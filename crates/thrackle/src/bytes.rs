//! Byte-level input shared by the multicode and thrackle_code readers.

use std::io::{ErrorKind, Read};

use crate::error::{Result, ThrackleError};

/// Reader with a small push-back stack for header detection.
pub(crate) struct ByteSource<R> {
    inner: R,
    pushed: Vec<u8>,
}

impl<R: Read> ByteSource<R> {
    pub(crate) fn new(inner: R) -> Self {
        Self {
            inner,
            pushed: Vec::new(),
        }
    }

    pub(crate) fn read_u8(&mut self) -> Result<Option<u8>> {
        if let Some(b) = self.pushed.pop() {
            return Ok(Some(b));
        }
        let mut buf = [0u8; 1];
        loop {
            match self.inner.read(&mut buf) {
                Ok(0) => return Ok(None),
                Ok(_) => return Ok(Some(buf[0])),
                Err(e) if e.kind() == ErrorKind::Interrupted => continue,
                Err(e) => return Err(e.into()),
            }
        }
    }

    /// Push bytes back; they are read again in the given order.
    pub(crate) fn unread(&mut self, bytes: &[u8]) {
        self.pushed.extend(bytes.iter().rev());
    }

    pub(crate) fn expect_u8(&mut self, what: &str) -> Result<u8> {
        self.read_u8()?
            .ok_or_else(|| ThrackleError::malformed(format!("unexpected end of stream in {what}")))
    }

    /// Little-endian 16-bit value.
    pub(crate) fn expect_u16(&mut self, what: &str) -> Result<u16> {
        let lo = self.expect_u8(what)?;
        let hi = self.expect_u8(what)?;
        Ok(u16::from_le_bytes([lo, hi]))
    }

    /// Up to `n` bytes; fewer only at end of stream.
    pub(crate) fn peek(&mut self, n: usize) -> Result<Vec<u8>> {
        let mut out = Vec::with_capacity(n);
        while out.len() < n {
            match self.read_u8()? {
                Some(b) => out.push(b),
                None => break,
            }
        }
        self.unread(&out);
        Ok(out)
    }

    /// Consume a `>>name ...<<` header if the stream is positioned on one
    /// whose name starts with `name`. Returns whether a header was skipped.
    pub(crate) fn skip_header(&mut self, name: &[u8]) -> Result<bool> {
        let mut prefix = b">>".to_vec();
        prefix.extend_from_slice(name);
        if self.peek(prefix.len())? != prefix {
            return Ok(false);
        }
        for _ in 0..prefix.len() {
            self.read_u8()?;
        }
        let what = String::from_utf8_lossy(name).into_owned() + " header";
        while self.expect_u8(&what)? != b'<' {}
        if self.expect_u8(&what)? != b'<' {
            return Err(ThrackleError::malformed(format!("single '<' closing the {what}")));
        }
        Ok(true)
    }
}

=======

Write out word for word only the lines from the start of the entries down to the line with "match self.inner.read(&mut buf)", please, including both ends.

:: Output below ::
filename crates/thrackle/src/bytes.rs
//! Byte-level input shared by the multicode and thrackle_code readers.

use std::io::{ErrorKind, Read};

use crate::error::{Result, ThrackleError};

/// Reader with a small push-back stack for header detection.
pub(crate) struct ByteSource<R> {
    inner: R,
    pushed: Vec<u8>,
}

impl<R: Read> ByteSource<R> {
    pub(crate) fn new(inner: R) -> Self {
        Self {
            inner,
            pushed: Vec::new(),
        }
    }

    pub(crate) fn read_u8(&mut self) -> Result<Option<u8>> {
        if let Some(b) = self.pushed.pop() {
            return Ok(Some(b));
        }
        let mut buf = [0u8; 1];
        loop {
            match self.inner.read(&mut buf) {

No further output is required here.